[Dataset entries]
* * * * * * *

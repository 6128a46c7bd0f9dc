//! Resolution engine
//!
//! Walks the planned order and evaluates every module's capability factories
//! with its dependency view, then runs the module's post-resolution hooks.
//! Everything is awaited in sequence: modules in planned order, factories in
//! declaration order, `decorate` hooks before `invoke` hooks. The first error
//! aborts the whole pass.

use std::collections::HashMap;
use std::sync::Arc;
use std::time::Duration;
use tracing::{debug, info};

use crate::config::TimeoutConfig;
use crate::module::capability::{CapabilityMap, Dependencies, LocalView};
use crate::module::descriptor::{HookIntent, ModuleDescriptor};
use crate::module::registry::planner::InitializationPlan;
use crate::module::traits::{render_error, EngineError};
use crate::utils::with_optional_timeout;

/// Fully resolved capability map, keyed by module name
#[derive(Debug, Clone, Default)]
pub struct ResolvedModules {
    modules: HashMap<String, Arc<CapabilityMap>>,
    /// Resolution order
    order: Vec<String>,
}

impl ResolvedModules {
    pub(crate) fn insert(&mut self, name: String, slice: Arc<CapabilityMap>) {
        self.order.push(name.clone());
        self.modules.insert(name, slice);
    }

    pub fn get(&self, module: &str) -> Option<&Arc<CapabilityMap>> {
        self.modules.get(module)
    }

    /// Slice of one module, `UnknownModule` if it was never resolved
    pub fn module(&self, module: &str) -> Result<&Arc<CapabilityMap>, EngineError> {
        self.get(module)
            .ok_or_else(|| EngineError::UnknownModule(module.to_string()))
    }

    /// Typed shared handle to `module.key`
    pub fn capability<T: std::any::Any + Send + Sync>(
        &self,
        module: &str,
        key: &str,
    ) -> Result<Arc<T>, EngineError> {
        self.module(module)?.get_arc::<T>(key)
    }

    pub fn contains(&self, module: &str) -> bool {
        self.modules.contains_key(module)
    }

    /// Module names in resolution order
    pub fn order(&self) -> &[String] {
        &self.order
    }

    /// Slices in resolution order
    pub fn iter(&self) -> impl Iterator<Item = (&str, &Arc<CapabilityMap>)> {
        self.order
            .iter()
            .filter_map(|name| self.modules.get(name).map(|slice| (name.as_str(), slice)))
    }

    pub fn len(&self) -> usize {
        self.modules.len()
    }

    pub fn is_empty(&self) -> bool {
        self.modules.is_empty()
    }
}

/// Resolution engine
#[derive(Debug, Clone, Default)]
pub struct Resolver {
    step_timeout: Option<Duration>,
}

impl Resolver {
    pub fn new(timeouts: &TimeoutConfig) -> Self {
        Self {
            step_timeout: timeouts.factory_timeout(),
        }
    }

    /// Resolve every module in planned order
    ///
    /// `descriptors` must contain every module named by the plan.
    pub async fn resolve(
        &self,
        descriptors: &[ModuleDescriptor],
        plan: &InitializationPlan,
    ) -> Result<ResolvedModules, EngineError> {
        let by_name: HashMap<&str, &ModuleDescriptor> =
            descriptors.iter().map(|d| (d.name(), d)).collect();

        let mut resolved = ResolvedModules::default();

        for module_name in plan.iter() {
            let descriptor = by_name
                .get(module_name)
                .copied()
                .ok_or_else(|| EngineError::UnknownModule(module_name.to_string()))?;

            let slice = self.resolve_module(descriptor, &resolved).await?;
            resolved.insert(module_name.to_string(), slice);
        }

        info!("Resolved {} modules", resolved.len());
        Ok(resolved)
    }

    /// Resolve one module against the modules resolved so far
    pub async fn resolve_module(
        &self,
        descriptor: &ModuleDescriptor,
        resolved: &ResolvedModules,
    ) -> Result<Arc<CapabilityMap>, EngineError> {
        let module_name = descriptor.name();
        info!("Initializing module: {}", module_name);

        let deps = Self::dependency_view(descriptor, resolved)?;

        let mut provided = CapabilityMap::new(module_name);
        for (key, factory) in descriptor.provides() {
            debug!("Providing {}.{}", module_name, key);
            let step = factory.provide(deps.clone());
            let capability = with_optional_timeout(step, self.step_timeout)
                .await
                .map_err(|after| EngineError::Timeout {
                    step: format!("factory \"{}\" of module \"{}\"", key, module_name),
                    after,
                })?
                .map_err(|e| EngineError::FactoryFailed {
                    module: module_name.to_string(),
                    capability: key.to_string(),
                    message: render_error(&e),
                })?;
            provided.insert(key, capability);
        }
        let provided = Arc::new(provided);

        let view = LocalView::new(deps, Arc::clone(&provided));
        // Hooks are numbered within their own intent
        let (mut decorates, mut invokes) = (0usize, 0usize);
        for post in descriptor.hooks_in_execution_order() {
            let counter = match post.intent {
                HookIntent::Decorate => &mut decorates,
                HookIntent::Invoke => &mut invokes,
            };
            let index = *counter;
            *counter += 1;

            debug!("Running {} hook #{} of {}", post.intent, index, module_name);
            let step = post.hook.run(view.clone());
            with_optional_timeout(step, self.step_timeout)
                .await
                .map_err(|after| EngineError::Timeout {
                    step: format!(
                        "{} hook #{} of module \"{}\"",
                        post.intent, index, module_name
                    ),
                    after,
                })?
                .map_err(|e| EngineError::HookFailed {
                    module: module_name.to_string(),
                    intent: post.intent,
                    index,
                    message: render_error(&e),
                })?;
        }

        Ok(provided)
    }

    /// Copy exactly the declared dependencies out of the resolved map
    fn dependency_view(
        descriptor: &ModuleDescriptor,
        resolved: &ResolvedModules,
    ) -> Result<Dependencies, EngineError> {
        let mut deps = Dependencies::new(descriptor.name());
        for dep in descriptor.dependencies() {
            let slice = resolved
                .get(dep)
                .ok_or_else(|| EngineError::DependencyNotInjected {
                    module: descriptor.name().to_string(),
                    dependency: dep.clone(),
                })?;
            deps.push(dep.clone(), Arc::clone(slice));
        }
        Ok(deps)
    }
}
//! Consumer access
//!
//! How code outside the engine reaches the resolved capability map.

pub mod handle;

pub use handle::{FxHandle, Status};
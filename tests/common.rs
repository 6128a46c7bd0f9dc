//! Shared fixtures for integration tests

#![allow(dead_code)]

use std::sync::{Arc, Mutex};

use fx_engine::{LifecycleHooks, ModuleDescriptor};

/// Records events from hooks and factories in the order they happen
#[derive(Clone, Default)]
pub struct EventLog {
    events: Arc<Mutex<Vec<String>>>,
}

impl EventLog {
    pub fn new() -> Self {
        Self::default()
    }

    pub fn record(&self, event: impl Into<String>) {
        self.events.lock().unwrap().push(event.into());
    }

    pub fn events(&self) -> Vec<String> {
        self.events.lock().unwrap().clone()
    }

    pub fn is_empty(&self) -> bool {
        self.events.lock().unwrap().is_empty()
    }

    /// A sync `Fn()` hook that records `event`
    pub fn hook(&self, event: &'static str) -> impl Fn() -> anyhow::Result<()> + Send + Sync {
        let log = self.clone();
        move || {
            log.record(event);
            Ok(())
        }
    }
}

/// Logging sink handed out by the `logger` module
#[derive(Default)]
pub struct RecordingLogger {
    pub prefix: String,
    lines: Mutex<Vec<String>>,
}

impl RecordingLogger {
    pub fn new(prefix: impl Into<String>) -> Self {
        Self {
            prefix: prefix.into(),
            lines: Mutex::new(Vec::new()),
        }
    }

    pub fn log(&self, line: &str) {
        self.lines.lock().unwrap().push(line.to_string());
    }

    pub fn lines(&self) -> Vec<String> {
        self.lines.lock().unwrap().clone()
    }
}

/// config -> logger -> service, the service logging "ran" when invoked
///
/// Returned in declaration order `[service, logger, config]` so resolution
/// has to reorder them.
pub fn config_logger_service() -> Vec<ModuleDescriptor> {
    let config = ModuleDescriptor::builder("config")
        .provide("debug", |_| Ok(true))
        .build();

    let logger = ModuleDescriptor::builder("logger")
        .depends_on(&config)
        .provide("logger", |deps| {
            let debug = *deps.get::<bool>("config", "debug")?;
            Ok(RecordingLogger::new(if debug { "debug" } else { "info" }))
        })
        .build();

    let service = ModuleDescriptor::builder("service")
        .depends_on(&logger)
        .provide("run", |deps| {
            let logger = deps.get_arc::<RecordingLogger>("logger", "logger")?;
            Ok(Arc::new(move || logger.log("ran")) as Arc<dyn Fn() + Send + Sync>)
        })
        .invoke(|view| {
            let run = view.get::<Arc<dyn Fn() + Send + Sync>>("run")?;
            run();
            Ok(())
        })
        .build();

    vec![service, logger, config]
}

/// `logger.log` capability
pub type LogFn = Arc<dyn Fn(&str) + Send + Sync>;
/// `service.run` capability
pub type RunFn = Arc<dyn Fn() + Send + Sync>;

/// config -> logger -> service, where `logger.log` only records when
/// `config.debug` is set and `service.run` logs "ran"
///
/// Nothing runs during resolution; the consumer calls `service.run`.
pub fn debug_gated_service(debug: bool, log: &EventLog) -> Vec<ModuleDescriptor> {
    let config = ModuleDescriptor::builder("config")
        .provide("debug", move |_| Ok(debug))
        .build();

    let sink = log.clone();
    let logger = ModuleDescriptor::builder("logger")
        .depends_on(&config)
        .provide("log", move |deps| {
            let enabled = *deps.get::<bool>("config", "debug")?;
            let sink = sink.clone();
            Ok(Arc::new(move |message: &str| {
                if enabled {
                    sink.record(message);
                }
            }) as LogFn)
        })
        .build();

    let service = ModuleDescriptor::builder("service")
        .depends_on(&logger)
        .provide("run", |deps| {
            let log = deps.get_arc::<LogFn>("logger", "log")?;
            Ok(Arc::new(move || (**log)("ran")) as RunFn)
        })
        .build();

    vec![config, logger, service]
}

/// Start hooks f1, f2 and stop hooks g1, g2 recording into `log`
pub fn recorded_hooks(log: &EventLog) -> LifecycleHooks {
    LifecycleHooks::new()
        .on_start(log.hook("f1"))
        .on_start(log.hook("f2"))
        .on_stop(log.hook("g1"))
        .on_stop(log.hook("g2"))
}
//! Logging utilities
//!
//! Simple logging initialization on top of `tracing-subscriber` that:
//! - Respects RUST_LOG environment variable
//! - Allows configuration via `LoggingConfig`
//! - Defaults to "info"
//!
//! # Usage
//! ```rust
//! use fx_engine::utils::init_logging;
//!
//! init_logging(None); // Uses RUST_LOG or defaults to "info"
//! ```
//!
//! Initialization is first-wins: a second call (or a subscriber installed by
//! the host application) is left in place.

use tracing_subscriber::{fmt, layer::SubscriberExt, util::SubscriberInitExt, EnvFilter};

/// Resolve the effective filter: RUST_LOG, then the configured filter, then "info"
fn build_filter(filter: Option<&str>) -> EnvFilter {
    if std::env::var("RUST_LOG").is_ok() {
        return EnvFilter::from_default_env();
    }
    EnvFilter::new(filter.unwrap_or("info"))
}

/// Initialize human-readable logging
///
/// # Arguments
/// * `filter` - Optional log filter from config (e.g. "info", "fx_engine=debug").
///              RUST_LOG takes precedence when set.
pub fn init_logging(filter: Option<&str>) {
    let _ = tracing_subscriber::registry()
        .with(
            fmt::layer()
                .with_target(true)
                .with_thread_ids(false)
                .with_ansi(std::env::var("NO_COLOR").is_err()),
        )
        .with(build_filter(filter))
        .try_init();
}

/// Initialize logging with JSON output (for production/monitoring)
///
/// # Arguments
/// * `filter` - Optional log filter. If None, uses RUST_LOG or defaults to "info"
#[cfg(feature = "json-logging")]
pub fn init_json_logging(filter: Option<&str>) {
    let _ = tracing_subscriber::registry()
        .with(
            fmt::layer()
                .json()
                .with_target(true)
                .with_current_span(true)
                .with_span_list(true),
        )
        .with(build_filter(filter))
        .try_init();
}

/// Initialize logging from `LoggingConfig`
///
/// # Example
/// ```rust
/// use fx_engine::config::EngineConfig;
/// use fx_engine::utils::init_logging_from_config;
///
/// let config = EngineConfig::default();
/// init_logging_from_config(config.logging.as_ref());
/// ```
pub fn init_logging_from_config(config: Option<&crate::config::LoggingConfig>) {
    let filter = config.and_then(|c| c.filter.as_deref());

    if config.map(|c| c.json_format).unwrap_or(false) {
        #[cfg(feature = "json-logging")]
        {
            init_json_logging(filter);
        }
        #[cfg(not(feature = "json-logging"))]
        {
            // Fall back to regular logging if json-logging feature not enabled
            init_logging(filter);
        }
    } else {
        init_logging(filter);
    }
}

* * * * * * *

* EXERCISE BRIEF
Stopping at the line containing "use crate::config::TimeoutConfig;", please repeat exactly every line from the very start of the entries, that line included, and nothing more.

* ANSWER TO THE EXERCISE
repository 6128a46c7bd0f9dc
//! Resolution engine
//!
//! Walks the planned order and evaluates every module's capability factories
//! with its dependency view, then runs the module's post-resolution hooks.
//! Everything is awaited in sequence: modules in planned order, factories in
//! declaration order, `decorate` hooks before `invoke` hooks. The first error
//! aborts the whole pass.

use std::collections::HashMap;
use std::sync::Arc;
use std::time::Duration;
use tracing::{debug, info};

use crate::config::TimeoutConfig;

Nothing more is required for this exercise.